The Georgia Court of Appeals has thrown out illegal gambling convictions against a Middle Georgia restaurateur, even though authorities already shut down his business.

Last year, a Peach County jury convicted Ronnie Bartlett, who owned Captain Jack’s Crab Shack in Byron, of three commercial gambling offenses. But on Tuesday, a unanimous three-judge panel of the Appeals Court threw out the convictions on grounds there was no evidence to support them.

“This is a vindication for our client,” Atlanta lawyer Chris Anulewicz said. “He had broken no laws. It’s an indictment of the prosecutors for using an unconstitutional scheme that has now hopefully come to an end.”

District Attorney David Cooke said he respects the court’s decision, but disagrees with it and will appeal to the state Supreme Court.

“We agree with the judge and jury who found there was sufficient evidence to hold Mr. Bartlett accountable for his crimes,” Cooke said. “And we believe a subsequent appellate decision that more closely examines the evidence will ultimately affirm that verdict.”

In May 2015, authorities served a warrant on Bartlett, seized about $24,000 in cash from his home, froze his bank accounts, confiscated his coin-operated gaming machines and shut down Captain Jack’s, according to court records.

The machines brought in good business. A Georgia Lottery Commission inspector determined that between October 2013 and May 2015, more than $1.2 million in cash was put in Captain Jack’s machines and that Bartlett reported a net profit of $398,176.

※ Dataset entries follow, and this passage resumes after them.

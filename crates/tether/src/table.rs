//! # Local Object Table
//!
//! The owner-side record of which holders have claims on which exported
//! objects. It is the only thing keeping an exported object alive on behalf
//! of other processes.
//!
//! ## Lease State Machine
//!
//! Per `(object, holder)`:
//!
//! - **Leased**: set by export, acquire and renew.
//! - **Renewing**: a sweep found the lease past its midpoint with no renewal.
//! - **Expired/Released**: a sweep found it past expiry, or releases brought
//!   its count to zero. The holder entry is removed.
//!
//! An entry with no holders is removed by the next sweep. The object itself
//! lives on if the application still holds its `ObjectRef`.
//!
//! All times are `Instant`s: lease arithmetic never sees wall-clock jumps.

use std::collections::HashMap;
use std::time::Duration;
use std::time::Instant;

use parking_lot::Mutex;
use tetherrpc::EndpointAddress;
use tetherrpc::ObjectId;

use crate::object::LocalRef;

#[derive(Debug, Clone, Copy, PartialEq, Eq)]
pub enum LeaseState {
    Leased,
    Renewing,
}

#[derive(Debug, Clone, PartialEq, Eq)]
pub struct Lease {
    /// Deliveries to this holder not yet released.
    pub count: u64,
    pub expiry: Instant,
    pub state: LeaseState,
}

struct Exported {
    object: LocalRef,
    holders: HashMap<EndpointAddress, Lease>,
}

/// Outcome of one sweep.
#[derive(Default)]
pub struct Swept {
    /// Objects whose last claim ended. Dropped by the caller, outside the lock.
    pub reclaimed: Vec<LocalRef>,
    /// Holder claims that expired without release.
    pub expired: usize,
}

pub struct ObjectTable {
    lease_timeout: Duration,
    entries: Mutex<HashMap<ObjectId, Exported>>,
}

impl ObjectTable {
    pub fn new(lease_timeout: Duration) -> Self {
        Self { lease_timeout, entries: Mutex::new(HashMap::new()) }
    }

    pub fn lease_timeout(&self) -> Duration {
        self.lease_timeout
    }

    /// Records one delivery of `object` to `holder`.
    pub fn export(&self, object: &LocalRef, holder: &EndpointAddress, now: Instant) {
        let expiry = now + self.lease_timeout;
        let mut entries = self.entries.lock();
        let entry = entries
            .entry(object.id())
            .or_insert_with(|| Exported { object: object.clone(), holders: HashMap::new() });
        let lease = entry
            .holders
            .entry(holder.clone())
            .or_insert(Lease { count: 0, expiry, state: LeaseState::Leased });
        lease.count += 1;
        lease.expiry = lease.expiry.max(expiry);
        lease.state = LeaseState::Leased;
    }

    /// Records deliveries made by a third party. Fails without changing
    /// anything if any id is not exported.
    pub fn acquire(&self, holder: &EndpointAddress, ids: &[ObjectId], now: Instant) -> Result<(), ObjectId> {
        let expiry = now + self.lease_timeout;
        let mut entries = self.entries.lock();
        if let Some(missing) = ids.iter().find(|id| !entries.contains_key(id)) {
            return Err(*missing);
        }
        for id in ids {
            if let Some(entry) = entries.get_mut(id) {
                let lease = entry
                    .holders
                    .entry(holder.clone())
                    .or_insert(Lease { count: 0, expiry, state: LeaseState::Leased });
                lease.count += 1;
                lease.expiry = lease.expiry.max(expiry);
                lease.state = LeaseState::Leased;
            }
        }
        Ok(())
    }

    pub fn lookup(&self, id: ObjectId) -> Option<LocalRef> {
        self.entries.lock().get(&id).map(|e| e.object.clone())
    }

    /// Extends the holder's leases. Returns how many were found.
    pub fn renew(&self, holder: &EndpointAddress, ids: &[ObjectId], now: Instant) -> usize {
        let expiry = now + self.lease_timeout;
        let mut entries = self.entries.lock();
        let mut renewed = 0;
        for id in ids {
            let Some(lease) = entries.get_mut(id).and_then(|e| e.holders.get_mut(holder)) else {
                continue;
            };
            lease.expiry = lease.expiry.max(expiry);
            lease.state = LeaseState::Leased;
            renewed += 1;
        }
        renewed
    }

    /// Subtracts released deliveries. Returns true if the holder's claim ended.
    pub fn release(&self, holder: &EndpointAddress, id: ObjectId, count: u64) -> bool {
        let mut entries = self.entries.lock();
        let Some(entry) = entries.get_mut(&id) else {
            return false;
        };
        let Some(lease) = entry.holders.get_mut(holder) else {
            return false;
        };
        lease.count = lease.count.saturating_sub(count);
        if lease.count == 0 {
            entry.holders.remove(holder);
            true
        } else {
            false
        }
    }

    /// Expires stale leases and removes entries nobody holds.
    pub fn sweep(&self, now: Instant) -> Swept {
        let half = self.lease_timeout / 2;
        let mut swept = Swept::default();
        let mut entries = self.entries.lock();
        entries.retain(|_, entry| {
            let before = entry.holders.len();
            entry.holders.retain(|_, lease| lease.expiry > now);
            swept.expired += before - entry.holders.len();
            for lease in entry.holders.values_mut() {
                if lease.expiry.saturating_duration_since(now) < half {
                    lease.state = LeaseState::Renewing;
                }
            }
            if entry.holders.is_empty() {
                swept.reclaimed.push(entry.object.clone());
                false
            } else {
                true
            }
        });
        swept
    }

    pub fn contains(&self, id: ObjectId) -> bool {
        self.entries.lock().contains_key(&id)
    }

    pub fn holders(&self, id: ObjectId) -> Vec<(EndpointAddress, Lease)> {
        self.entries
            .lock()
            .get(&id)
            .map(|e| e.holders.iter().map(|(h, l)| (h.clone(), l.clone())).collect())
            .unwrap_or_default()
    }

    pub fn len(&self) -> usize {
        self.entries.lock().len()
    }

    pub fn is_empty(&self) -> bool {
        self.len() == 0
    }
}
//! # RPC Peer with Async Pump
//!
//! One `Peer` per open channel. Calls in both directions share it: outgoing
//! Invokes are correlated with their Results by request id, and incoming
//! Invokes are handed to a `Dispatch` on a worker task of their own, so a
//! callback made while serving a call cannot block the pump.
//!
//! ## Invariants
//!
//! - Request ids are unique per channel per direction.
//! - An inbound Invoke whose request id was already seen is dropped.
//! - When the pump exits for any reason, every pending call fails with a
//!   connectivity error and the transport is closed.
//! - A frame that cannot be decoded tears the channel down.

use std::collections::HashSet;
use std::collections::VecDeque;
use std::sync::atomic::AtomicBool;
use std::sync::atomic::AtomicU64;
use std::sync::atomic::Ordering;
use std::sync::Arc;
use std::time::Duration;

use dashmap::DashMap;
use parking_lot::Mutex;
use tokio::sync::oneshot;
use tokio::sync::watch;
use tokio::task::JoinHandle;
use tracing::debug;
use tracing::trace;
use tracing::warn;

use tetherrpc::peek_request_id;
use tetherrpc::EndpointAddress;
use tetherrpc::Failure;
use tetherrpc::Frame;
use tetherrpc::Target;
use tetherrpc::WireValue;

use crate::transport;
use crate::transport::Transport;

/// How many inbound request ids are remembered for duplicate detection.
const SEEN_WINDOW: usize = 4096;

#[derive(Debug, Clone)]
pub enum Error {
    Transport(transport::Error),
    Wire(tetherrpc::Error),
    /// The remote side answered with a failure.
    Failed(Failure),
    Timeout,
    Closed,
}

impl std::fmt::Display for Error {
    fn fmt(&self, f: &mut std::fmt::Formatter<'_>) -> std::fmt::Result {
        match self {
            Self::Transport(e) => write!(f, "transport error: {}", e),
            Self::Wire(e) => write!(f, "wire error: {}", e),
            Self::Failed(failure) => write!(f, "remote failure: {}", failure),
            Self::Timeout => write!(f, "request timed out"),
            Self::Closed => write!(f, "channel closed"),
        }
    }
}

impl std::error::Error for Error {}

impl From<transport::Error> for Error {
    fn from(e: transport::Error) -> Self {
        Self::Transport(e)
    }
}

impl From<tetherrpc::Error> for Error {
    fn from(e: tetherrpc::Error) -> Self {
        Self::Wire(e)
    }
}

pub type Result<T> = std::result::Result<T, Error>;

/// Serves inbound Invokes arriving on a peer.
#[async_trait::async_trait]
pub(crate) trait Dispatch: Send + Sync + 'static {
    async fn dispatch(
        &self,
        from: &EndpointAddress,
        target: Target,
        selector: String,
        args: Vec<WireValue>,
    ) -> std::result::Result<WireValue, Failure>;

    /// The peer's pump has exited.
    fn disconnected(&self, remote: &EndpointAddress);
}

type Pending = DashMap<u64, oneshot::Sender<Result<WireValue>>>;

/// Inbound request ids seen recently, oldest first.
struct SeenWindow {
    order: VecDeque<u64>,
    ids: HashSet<u64>,
}

impl SeenWindow {
    fn new() -> Self {
        Self { order: VecDeque::with_capacity(SEEN_WINDOW), ids: HashSet::with_capacity(SEEN_WINDOW) }
    }

    /// Returns false if `id` was already seen.
    fn insert(&mut self, id: u64) -> bool {
        if !self.ids.insert(id) {
            return false;
        }
        self.order.push_back(id);
        if self.order.len() > SEEN_WINDOW {
            if let Some(old) = self.order.pop_front() {
                self.ids.remove(&old);
            }
        }
        true
    }
}

pub(crate) struct Peer {
    remote: EndpointAddress,
    transport: Arc<dyn Transport>,
    pending: Arc<Pending>,
    seq_gen: AtomicU64,
    call_timeout: Duration,
    closed: Arc<AtomicBool>,
    pump: Mutex<Option<JoinHandle<()>>>,
}

impl Peer {
    /// Wraps an open transport and spawns its pump. The pump outlives the
    /// returned handle and stops when the channel ends or `shutdown` fires.
    pub(crate) fn new(
        remote: EndpointAddress,
        transport: Arc<dyn Transport>,
        dispatch: Arc<dyn Dispatch>,
        call_timeout: Duration,
        shutdown: watch::Receiver<bool>,
    ) -> Arc<Self> {
        let pending: Arc<Pending> = Arc::new(DashMap::new());
        let closed = Arc::new(AtomicBool::new(false));

        let pump = tokio::spawn(Self::pump(
            remote.clone(),
            transport.clone(),
            pending.clone(),
            closed.clone(),
            dispatch,
            shutdown,
        ));

        Arc::new(Self {
            remote,
            transport,
            pending,
            seq_gen: AtomicU64::new(1),
            call_timeout,
            closed,
            pump: Mutex::new(Some(pump)),
        })
    }

    pub(crate) fn remote(&self) -> &EndpointAddress {
        &self.remote
    }

    pub(crate) fn is_closed(&self) -> bool {
        self.closed.load(Ordering::Acquire)
    }

    async fn pump(
        remote: EndpointAddress,
        transport: Arc<dyn Transport>,
        pending: Arc<Pending>,
        closed: Arc<AtomicBool>,
        dispatch: Arc<dyn Dispatch>,
        mut shutdown: watch::Receiver<bool>,
    ) {
        let mut seen = SeenWindow::new();
        let error = loop {
            // a receiver subscribed after shutdown never sees a change
            if *shutdown.borrow_and_update() {
                break Error::Closed;
            }
            let received = tokio::select! {
                received = transport.recv() => received,
                _ = shutdown.changed() => break Error::Closed,
            };
            let msg = match received {
                Ok(Some(msg)) => msg,
                Ok(None) => {
                    break Error::Transport(transport::Error::ConnectionLost("stream closed".into()));
                }
                Err(e) => {
                    debug!(peer = %remote, error = %e, "transport error in pump");
                    break Error::Transport(e);
                }
            };

            match Frame::from_bytes(&msg) {
                Ok(Frame::Result { request_id, outcome }) => {
                    match pending.remove(&request_id) {
                        Some((_, tx)) => {
                            let _ = tx.send(outcome.map_err(Error::Failed));
                        }
                        None => trace!(peer = %remote, request_id, "late or unknown result dropped"),
                    }
                }
                Ok(Frame::Invoke { request_id, target, selector, args }) => {
                    if !seen.insert(request_id) {
                        debug!(peer = %remote, request_id, "duplicate invoke dropped");
                        continue;
                    }
                    tokio::spawn(Self::serve(
                        remote.clone(),
                        transport.clone(),
                        dispatch.clone(),
                        request_id,
                        target,
                        selector,
                        args,
                    ));
                }
                Err(e) => {
                    match peek_request_id(&msg) {
                        Some((is_invoke, request_id)) => {
                            warn!(peer = %remote, request_id, is_invoke, error = %e, "undecodable frame")
                        }
                        None => warn!(peer = %remote, error = %e, "undecodable frame"),
                    }
                    break Error::Wire(e);
                }
            }
        };

        closed.store(true, Ordering::Release);
        Self::notify_all_pending(&pending, error);
        transport.close().await;
        dispatch.disconnected(&remote);
        debug!(peer = %remote, "pump exited");
    }

    async fn serve(
        remote: EndpointAddress,
        transport: Arc<dyn Transport>,
        dispatch: Arc<dyn Dispatch>,
        request_id: u64,
        target: Target,
        selector: String,
        args: Vec<WireValue>,
    ) {
        let outcome = dispatch.dispatch(&remote, target, selector, args).await;
        let frame = Frame::Result { request_id, outcome };
        let bytes = match frame.to_bytes() {
            Ok(bytes) => bytes,
            Err(e) => {
                warn!(peer = %remote, request_id, error = %e, "result could not be encoded");
                return;
            }
        };
        if let Err(e) = transport.send(&bytes).await {
            debug!(peer = %remote, request_id, error = %e, "result could not be sent");
        }
    }

    fn notify_all_pending(pending: &Pending, error: Error) {
        let keys: Vec<u64> = pending.iter().map(|e| *e.key()).collect();
        for key in keys {
            if let Some((_, tx)) = pending.remove(&key) {
                let _ = tx.send(Err(error.clone()));
            }
        }
    }

    /// Sends one Invoke and waits for its Result.
    pub(crate) async fn call(&self, target: Target, selector: &str, args: Vec<WireValue>) -> Result<WireValue> {
        if self.is_closed() {
            return Err(Error::Closed);
        }
        let request_id = self.seq_gen.fetch_add(1, Ordering::Relaxed);
        let frame = Frame::Invoke { request_id, target, selector: selector.to_string(), args };
        let payload = frame.to_bytes()?;

        let (tx, rx) = oneshot::channel();
        self.pending.insert(request_id, tx);

        // the pump may have exited between the check above and the insert
        if self.is_closed() {
            self.pending.remove(&request_id);
            return Err(Error::Closed);
        }

        if let Err(e) = self.transport.send(&payload).await {
            self.pending.remove(&request_id);
            return Err(e.into());
        }

        match tokio::time::timeout(self.call_timeout, rx).await {
            Ok(Ok(result)) => result,
            Ok(Err(_)) => {
                self.pending.remove(&request_id);
                Err(Error::Closed)
            }
            Err(_) => {
                self.pending.remove(&request_id);
                Err(Error::Timeout)
            }
        }
    }

    /// Stops the pump, fails pending calls and closes the transport.
    pub(crate) async fn close(&self) {
        self.closed.store(true, Ordering::Release);
        let pump = self.pump.lock().take();
        if let Some(pump) = pump {
            pump.abort();
        }
        Self::notify_all_pending(&self.pending, Error::Closed);
        self.transport.close().await;
    }
}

In similar cases across the state, prosecutors had given gaming operators the option of settling the asset forfeiture seizures, allowing authorities to keep a portion of the money, Anulewicz said. All the while in those cases, he said, authorities threatened to bring criminal charges.

Bartlett, 75, became the first operator of gaming machines to fight the charges, Anulewicz said. In 2016, Bartlett filed a federal civil rights lawsuit against Cooke, Special Assistant DA Michael Lambros and others, contending they seized his property even though they knew his machines were legal. That is still pending.

Under Georgia law, commercial gambling — such as a slot machine — is illegal. But there are exceptions for coin-operated games designed for amusement purposes only and which require some skill on the part of the player. Winners are entitled to free replays, store merchandise, vouchers or a combination of those rewards.

Bartlett has said his machines fell under this exception because there could not be an actual winner without some player’s interaction, such as pushing a button to manipulate the wheels.

Prosecutors accused Bartlett of operating illegal gambling machines based partly on a player who said she was able to win without having to manipulate the machine. Also, because some winners were wrongly given cash when they won, Bartlett’s machines should be considered illegal gambling devices, prosecutors said.

But Judge Carla Wong McMillan, who wrote Tuesday's opinion, said both of those theories failed.

First, there was no evidence that Bartlett tampered with his machines or did anything to remove the element of player skill in them, the judge said.

Second, if store operators rewarded players with cash for their winnings, that is a misdemeanor, and Bartlett was not accused of that, McMillan said. Moreover, she added, there is nothing under Georgia law that says cash payouts would convert machines like the ones at Captain Jack’s into an illegal gambling device.